We’re two grandparents born in England (or in the States, or Australia or any other English speaking country) who came on aliyah with a young family. We spoke English at home and our children enjoyed the benefit of extra English chugim (after-school activity — I had to look that word up in the translation). Then our children grew up and found wonderful partners — with whom they speak Hebrew. So the next generation now speaks rudimentary grade school English, and hates the language.

One of my daughters-in-law broached the brilliant suggestion that I step in. They live far from us in the south of Israel and despite all government efforts, the subject is taught on a lower level due to a lack of teachers whose mother-tongue is English. Add to this that most of my family send their children to religious education, and their exposure to television, pop music and even the internet is limited — hence their chances of succeeding in Bagrut (matriculation exams) are very low. The parents do understand how vital English is for their children’s advancement in life, and that is why I was enlisted. Together we started the TINGLE program — The Israeli Next Generation Learns English.

You do not need to have any teaching experience to run the program, but you do need a lot of patience. This is how it works for us.

1. Both you and the other side must have good Skype connection. There is no other way!

2. All lessons are one-on-one. Every child is different, every one deserves individual attention and there is no competition involved.

3. Find a time that suits you both, preferably twice a week. It is very important that no lesson last more than 30 minutes. You can achieve a great deal in that time, and it flies past with a taste for more, rather than drag on and leave you both looking at the clock.

4. Although you have both made a commitment, if either you or the child has to cancel for any reason, that’s fine. If the child wants to reschedule, that’s great, but most kids nowadays have intensive after-school programs and it’s not easy. The classes succeed only when both of you are relaxed.

5. Choose a standard text-book and both of you have a copy in front of you each lesson. It’s easier when you have a plan to follow, rather than invent a lesson each time. Obviously, you can add to, skip, or redo any part of the book according to your inclination. I suggest a book that is one year beneath the child’s present grade, which he or she didn’t learn before. Unless the child was a star pupil, the book will still be a challenge, and not daunting.

6. The best part of the lesson is the opening. The children each have to give me a sentence about something that happened to them. In the beginning of the year, I would hear, “Today, I eat spaghetti.” Near the end, it became, “Someone tried to steal my bike today and I pushed him off.” Never correct the child’s grammar. The kids are trying to express themselves, and nothing is more disparaging than being stopped every other word because the grammar is not quite correct. We have had whole lessons when we just chat about something important to the kid (my parents won’t let me get a dog). But we aren’t working to a curriculum, so what do we care? The point is that the child now sees English as a language, not a lesson in school.

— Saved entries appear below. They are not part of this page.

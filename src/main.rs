use std::sync::Arc;
use std::sync::mpsc;

use anyhow::{Context, Result, bail};
use clap::Parser;

use logscope::{CommandSource, EventListener, Level, LogCapture, LogRecord, filter};

/// Logscope - capture and view a device's system log stream
#[derive(Parser, Debug)]
#[command(name = "logscope")]
#[command(author, version, about, long_about = None)]
struct Args {
    /// Log-source command to run
    #[arg(long, default_value = "logcat")]
    command: String,

    /// Argument passed to the source command (repeatable); defaults to the
    /// long-format request when omitted
    #[arg(long = "arg", value_name = "ARG")]
    args: Vec<String>,

    /// Minimum level to show (V, D, I, W, E, F, A)
    #[arg(long, value_name = "LEVEL")]
    min_level: Option<char>,

    /// Only show records whose tag matches this regex
    #[arg(long, value_name = "REGEX")]
    tag: Option<String>,
}

/// Prints passing records to stdout and signals when the session ends.
struct StdoutListener {
    done: mpsc::Sender<()>,
}

impl EventListener for StdoutListener {
    fn on_start_failed(&self) {
        eprintln!("error: failed to start the log source");
        let _ = self.done.send(());
    }

    fn on_stop(&self) {
        let _ = self.done.send(());
    }

    fn on_record(&self, record: Arc<LogRecord>) {
        println!("{record}");
    }

    fn on_batch(&self, records: Vec<Arc<LogRecord>>) {
        for record in records {
            println!("{record}");
        }
    }
}

fn main() -> Result<()> {
    tracing_subscriber::fmt()
        .with_env_filter(
            tracing_subscriber::EnvFilter::from_default_env()
                .add_directive(tracing::Level::WARN.into()),
        )
        .with_writer(std::io::stderr)
        .init();

    let args = Args::parse();

    let source = if args.args.is_empty() && args.command == "logcat" {
        CommandSource::default()
    } else {
        CommandSource::new(args.command.clone(), args.args.clone())
    };

    let capture = LogCapture::new(source);

    if let Some(c) = args.min_level {
        let level = Level::from_char(c.to_ascii_uppercase());
        let Some(level) = level else {
            bail!("unknown level {c:?}, expected one of V, D, I, W, E, F, A");
        };
        capture.add_filter("min-level", filter::min_level(level));
    }

    if let Some(pattern) = &args.tag {
        let tag_filter = filter::tag_matches(pattern)
            .with_context(|| format!("invalid tag pattern {pattern:?}"))?;
        capture.add_filter("tag", tag_filter);
    }

    let (done_tx, done_rx) = mpsc::channel();
    capture.set_listener(Some(Arc::new(StdoutListener { done: done_tx })));
    capture.start();

    // Runs until the source exits on its own.
    let _ = done_rx.recv();
    capture.stop();
    Ok(())
}
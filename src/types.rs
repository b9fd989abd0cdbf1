use std::fmt;

/// Log severity level, ordered from least to most severe.
#[derive(Clone, Copy, Debug, PartialEq, Eq, PartialOrd, Ord, Hash)]
pub enum Level {
    Verbose,
    Debug,
    Info,
    Warn,
    Error,
    Fatal,
    Assert,
}

impl Level {
    /// Parse the single priority character used by the long record format.
    pub fn from_char(c: char) -> Option<Self> {
        match c {
            'V' => Some(Self::Verbose),
            'D' => Some(Self::Debug),
            'I' => Some(Self::Info),
            'W' => Some(Self::Warn),
            'E' => Some(Self::Error),
            'F' => Some(Self::Fatal),
            'A' => Some(Self::Assert),
            _ => None,
        }
    }

    /// The priority character this level prints as.
    pub fn as_char(&self) -> char {
        match self {
            Self::Verbose => 'V',
            Self::Debug => 'D',
            Self::Info => 'I',
            Self::Warn => 'W',
            Self::Error => 'E',
            Self::Fatal => 'F',
            Self::Assert => 'A',
        }
    }

    pub fn label(&self) -> &'static str {
        match self {
            Self::Verbose => "verbose",
            Self::Debug => "debug",
            Self::Info => "info",
            Self::Warn => "warn",
            Self::Error => "error",
            Self::Fatal => "fatal",
            Self::Assert => "assert",
        }
    }
}

impl fmt::Display for Level {
    fn fmt(&self, f: &mut fmt::Formatter<'_>) -> fmt::Result {
        write!(f, "{}", self.as_char())
    }
}

/// One parsed log record.
///
/// Built exclusively by [`crate::parser::parse_record`] and never mutated
/// afterwards. Shared as `Arc<LogRecord>` between the store and event
/// deliveries so cloning stays a reference-count bump.
#[derive(Clone, Debug, PartialEq, Eq)]
pub struct LogRecord {
    /// Source timestamp text (`MM-DD HH:MM:SS.mmm`). The long format carries
    /// no year, so the text is kept verbatim.
    pub timestamp: String,

    /// Emitting process id.
    pub pid: u32,

    /// Emitting thread id.
    pub tid: u32,

    /// Priority level.
    pub level: Level,

    /// Source tag. May contain spaces.
    pub tag: String,

    /// Message body. Multi-line messages are newline-joined.
    pub message: String,
}

impl fmt::Display for LogRecord {
    fn fmt(&self, f: &mut fmt::Formatter<'_>) -> fmt::Result {
        write!(
            f,
            "{} {:>5}:{:<5} {}/{}: {}",
            self.timestamp, self.pid, self.tid, self.level, self.tag, self.message
        )
    }
}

7. Speak English all the time. Translate instructions at first (if you speak Hebrew), but after a few repetitions, the child will understand them. Speak very slowly and clearly, Skype is not always the perfect media.

8. The lessons do not supplement the school classes. If the child asks for help for a test, then it’s up to you whether you will accommodate. But most of us aren’t that good at grammar and might even teach it wrong. Your aim is to promote fluency and the ability to communicate.

9. Have paper and markers at hand. It is much easier to explain the difference between “meet” and “meat” if you can write it down and show it on the screen.

10. I usually give a little homework. Either to translate the words for the next lesson (they are listed in the text book and they all have glossaries at the back) or something fun like making a bookmark. If the child doesn’t do the homework, it’s enough to say “What a shame, now we have to waste our time together here instead of moving on.” The child generally gets the idea and will do it next time.

I do not give prizes or bribes or reprimands. I have never felt the need to. The children receive attention and satisfaction at the achievements, which are always worth much more than any material reward you might offer.

The results of TINGLE are all win-win. You get to connect with grandchildren who live far away. They get to connect with you. The parents get free English lessons. And inevitably, the child’s marks improve, he or she enjoys the subject more in school, and gets a boost for the future just because of you, the caring, giving grandparent.

About the Author
Judy was born in England, but studied in the Hebrew University, after which, she taught English and worked as a translator. She was raised in Bnei Akiva, and has seven children, all of whom served in IDF and are married. She is one of the founding families of Hashmonaim, a village near Modiin, and has strong views on our rights in the Land of Israel, religious presence in the Land and our obligation to serve the country.